* **Problem description**
Where a line of the material contains the string "RepositoryError", copy that line.

* **Exercise materials**

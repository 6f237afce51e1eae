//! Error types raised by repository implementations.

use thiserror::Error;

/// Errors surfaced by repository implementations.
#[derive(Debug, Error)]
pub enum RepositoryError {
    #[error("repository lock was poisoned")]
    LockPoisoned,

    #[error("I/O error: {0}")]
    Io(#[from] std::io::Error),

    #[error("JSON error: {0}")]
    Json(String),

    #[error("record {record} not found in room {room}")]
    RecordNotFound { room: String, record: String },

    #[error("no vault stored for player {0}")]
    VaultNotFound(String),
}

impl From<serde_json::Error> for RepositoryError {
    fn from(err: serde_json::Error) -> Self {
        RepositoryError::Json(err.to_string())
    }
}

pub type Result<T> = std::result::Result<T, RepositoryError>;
* * *
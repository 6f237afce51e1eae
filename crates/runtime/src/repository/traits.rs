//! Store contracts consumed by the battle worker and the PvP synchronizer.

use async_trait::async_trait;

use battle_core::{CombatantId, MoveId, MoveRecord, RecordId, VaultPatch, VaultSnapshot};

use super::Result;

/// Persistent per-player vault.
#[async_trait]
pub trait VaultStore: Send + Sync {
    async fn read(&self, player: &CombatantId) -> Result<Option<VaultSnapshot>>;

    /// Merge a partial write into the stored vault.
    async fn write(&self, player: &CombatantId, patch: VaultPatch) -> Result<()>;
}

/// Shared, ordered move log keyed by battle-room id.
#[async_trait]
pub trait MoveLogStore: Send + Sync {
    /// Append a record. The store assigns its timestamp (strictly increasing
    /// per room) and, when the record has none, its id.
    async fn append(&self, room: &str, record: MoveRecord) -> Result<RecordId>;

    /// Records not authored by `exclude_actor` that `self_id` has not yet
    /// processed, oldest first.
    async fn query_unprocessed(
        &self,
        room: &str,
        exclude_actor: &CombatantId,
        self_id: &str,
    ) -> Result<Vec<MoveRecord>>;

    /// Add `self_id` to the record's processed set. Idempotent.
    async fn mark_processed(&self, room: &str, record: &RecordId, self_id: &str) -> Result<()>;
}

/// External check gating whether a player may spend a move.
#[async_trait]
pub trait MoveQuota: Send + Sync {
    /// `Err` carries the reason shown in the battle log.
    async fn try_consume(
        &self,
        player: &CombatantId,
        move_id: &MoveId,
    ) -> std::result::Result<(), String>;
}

* **Task solution**
pub enum RepositoryError {
impl From<serde_json::Error> for RepositoryError {
        RepositoryError::Json(err.to_string())
pub type Result<T> = std::result::Result<T, RepositoryError>;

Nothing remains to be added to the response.